[Start of Attachment]

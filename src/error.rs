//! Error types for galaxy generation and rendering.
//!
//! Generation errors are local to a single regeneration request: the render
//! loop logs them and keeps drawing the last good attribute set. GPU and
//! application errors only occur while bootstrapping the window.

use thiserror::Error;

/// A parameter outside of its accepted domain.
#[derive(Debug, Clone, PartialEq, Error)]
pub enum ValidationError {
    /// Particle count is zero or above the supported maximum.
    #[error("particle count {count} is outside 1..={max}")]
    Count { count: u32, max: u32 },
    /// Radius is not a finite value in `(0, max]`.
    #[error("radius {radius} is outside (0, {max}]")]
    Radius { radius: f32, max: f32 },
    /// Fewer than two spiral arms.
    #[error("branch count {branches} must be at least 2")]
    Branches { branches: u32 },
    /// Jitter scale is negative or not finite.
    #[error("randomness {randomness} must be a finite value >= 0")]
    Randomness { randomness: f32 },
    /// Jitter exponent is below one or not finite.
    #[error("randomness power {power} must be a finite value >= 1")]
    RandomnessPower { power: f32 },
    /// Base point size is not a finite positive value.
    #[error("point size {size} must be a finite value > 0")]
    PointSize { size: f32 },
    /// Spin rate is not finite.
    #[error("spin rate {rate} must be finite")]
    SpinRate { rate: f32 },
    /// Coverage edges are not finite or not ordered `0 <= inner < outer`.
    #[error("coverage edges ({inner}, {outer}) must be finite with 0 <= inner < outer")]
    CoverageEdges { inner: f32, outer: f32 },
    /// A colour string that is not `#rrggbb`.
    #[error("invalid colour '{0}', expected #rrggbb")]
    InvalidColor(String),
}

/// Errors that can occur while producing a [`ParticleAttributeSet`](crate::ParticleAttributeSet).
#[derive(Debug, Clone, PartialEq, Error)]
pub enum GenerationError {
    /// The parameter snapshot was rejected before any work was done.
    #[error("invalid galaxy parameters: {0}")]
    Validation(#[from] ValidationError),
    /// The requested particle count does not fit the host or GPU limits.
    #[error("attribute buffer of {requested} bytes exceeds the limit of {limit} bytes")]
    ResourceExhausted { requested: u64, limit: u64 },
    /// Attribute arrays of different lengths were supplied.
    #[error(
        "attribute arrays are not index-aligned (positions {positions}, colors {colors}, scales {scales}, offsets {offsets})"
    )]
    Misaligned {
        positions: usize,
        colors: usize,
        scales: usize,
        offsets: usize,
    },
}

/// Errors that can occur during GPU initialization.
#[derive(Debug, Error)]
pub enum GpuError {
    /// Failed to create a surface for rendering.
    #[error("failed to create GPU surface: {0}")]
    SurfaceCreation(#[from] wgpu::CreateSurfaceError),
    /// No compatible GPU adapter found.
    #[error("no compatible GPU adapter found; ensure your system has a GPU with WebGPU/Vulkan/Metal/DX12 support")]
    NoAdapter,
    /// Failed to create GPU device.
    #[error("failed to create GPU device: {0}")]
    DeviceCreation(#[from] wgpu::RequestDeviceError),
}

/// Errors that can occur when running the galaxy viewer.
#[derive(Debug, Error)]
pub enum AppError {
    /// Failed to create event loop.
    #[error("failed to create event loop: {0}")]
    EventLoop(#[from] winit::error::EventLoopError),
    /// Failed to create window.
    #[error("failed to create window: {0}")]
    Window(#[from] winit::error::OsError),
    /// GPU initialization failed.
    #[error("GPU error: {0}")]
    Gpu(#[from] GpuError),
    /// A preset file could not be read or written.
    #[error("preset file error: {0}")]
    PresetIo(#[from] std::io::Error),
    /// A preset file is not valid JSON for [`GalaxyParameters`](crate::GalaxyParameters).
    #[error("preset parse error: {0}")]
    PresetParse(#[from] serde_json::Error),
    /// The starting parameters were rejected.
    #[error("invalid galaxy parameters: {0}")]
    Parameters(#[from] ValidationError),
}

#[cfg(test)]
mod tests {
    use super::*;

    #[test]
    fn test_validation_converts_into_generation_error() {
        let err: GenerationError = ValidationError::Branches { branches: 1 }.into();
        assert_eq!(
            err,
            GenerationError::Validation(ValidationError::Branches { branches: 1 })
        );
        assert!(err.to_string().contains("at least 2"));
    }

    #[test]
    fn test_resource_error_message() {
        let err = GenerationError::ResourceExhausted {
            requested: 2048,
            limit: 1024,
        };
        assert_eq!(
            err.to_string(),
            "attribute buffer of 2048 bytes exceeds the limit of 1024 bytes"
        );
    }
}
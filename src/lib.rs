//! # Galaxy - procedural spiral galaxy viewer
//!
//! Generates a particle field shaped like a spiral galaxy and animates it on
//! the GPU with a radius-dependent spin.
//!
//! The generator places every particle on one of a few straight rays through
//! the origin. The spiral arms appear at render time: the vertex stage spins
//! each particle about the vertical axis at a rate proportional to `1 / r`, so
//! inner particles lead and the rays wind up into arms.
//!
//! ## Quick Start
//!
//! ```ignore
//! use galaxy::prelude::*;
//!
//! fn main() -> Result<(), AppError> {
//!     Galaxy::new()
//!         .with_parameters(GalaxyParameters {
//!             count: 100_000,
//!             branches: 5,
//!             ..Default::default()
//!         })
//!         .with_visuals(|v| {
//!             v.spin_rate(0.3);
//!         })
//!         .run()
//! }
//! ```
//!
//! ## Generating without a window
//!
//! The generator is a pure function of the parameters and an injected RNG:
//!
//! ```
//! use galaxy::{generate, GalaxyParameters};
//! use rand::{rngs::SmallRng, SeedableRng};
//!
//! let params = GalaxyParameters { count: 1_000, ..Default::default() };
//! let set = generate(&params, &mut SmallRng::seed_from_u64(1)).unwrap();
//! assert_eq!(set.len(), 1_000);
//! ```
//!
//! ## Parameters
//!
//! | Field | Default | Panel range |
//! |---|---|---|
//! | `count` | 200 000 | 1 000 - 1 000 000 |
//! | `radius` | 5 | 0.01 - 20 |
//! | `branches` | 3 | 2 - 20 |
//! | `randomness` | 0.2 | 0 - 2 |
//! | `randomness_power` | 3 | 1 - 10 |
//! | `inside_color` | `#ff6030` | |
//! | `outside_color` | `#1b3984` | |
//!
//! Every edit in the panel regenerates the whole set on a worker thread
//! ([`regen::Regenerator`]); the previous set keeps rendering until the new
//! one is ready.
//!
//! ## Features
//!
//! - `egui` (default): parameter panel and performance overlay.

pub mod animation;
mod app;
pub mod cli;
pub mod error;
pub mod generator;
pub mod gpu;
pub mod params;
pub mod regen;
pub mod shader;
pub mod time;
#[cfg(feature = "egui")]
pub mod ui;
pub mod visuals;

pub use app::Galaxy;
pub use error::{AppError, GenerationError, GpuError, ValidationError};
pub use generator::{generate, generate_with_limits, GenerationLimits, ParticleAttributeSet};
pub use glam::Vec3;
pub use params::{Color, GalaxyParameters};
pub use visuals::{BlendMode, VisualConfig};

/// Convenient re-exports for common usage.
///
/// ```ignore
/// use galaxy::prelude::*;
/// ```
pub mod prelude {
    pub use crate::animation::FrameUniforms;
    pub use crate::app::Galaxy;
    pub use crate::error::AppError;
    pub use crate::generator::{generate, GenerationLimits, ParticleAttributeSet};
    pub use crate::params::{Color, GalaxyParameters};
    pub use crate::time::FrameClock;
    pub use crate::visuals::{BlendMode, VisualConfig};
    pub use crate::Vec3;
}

[End of Attachment]
[Start of Attachment]

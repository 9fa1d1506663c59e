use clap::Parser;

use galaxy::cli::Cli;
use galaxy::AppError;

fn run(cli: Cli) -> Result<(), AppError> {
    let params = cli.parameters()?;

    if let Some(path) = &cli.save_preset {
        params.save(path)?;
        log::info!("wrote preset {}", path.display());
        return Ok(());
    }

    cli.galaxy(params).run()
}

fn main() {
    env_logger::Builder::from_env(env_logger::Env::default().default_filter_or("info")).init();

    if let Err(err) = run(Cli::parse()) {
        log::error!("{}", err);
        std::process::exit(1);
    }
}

[End of Attachment]

> AIM OF THE EXERCISE:
Go to the line in the material above that contains "filename src/error.rs" and copy exactly from there through the line that contains "the supported maximum.", stopping after it.

> TASK SOLUTION:
filename src/error.rs
//! Error types for galaxy generation and rendering.
//!
//! Generation errors are local to a single regeneration request: the render
//! loop logs them and keeps drawing the last good attribute set. GPU and
//! application errors only occur while bootstrapping the window.

use thiserror::Error;

/// A parameter outside of its accepted domain.
#[derive(Debug, Clone, PartialEq, Error)]
pub enum ValidationError {
    /// Particle count is zero or above the supported maximum.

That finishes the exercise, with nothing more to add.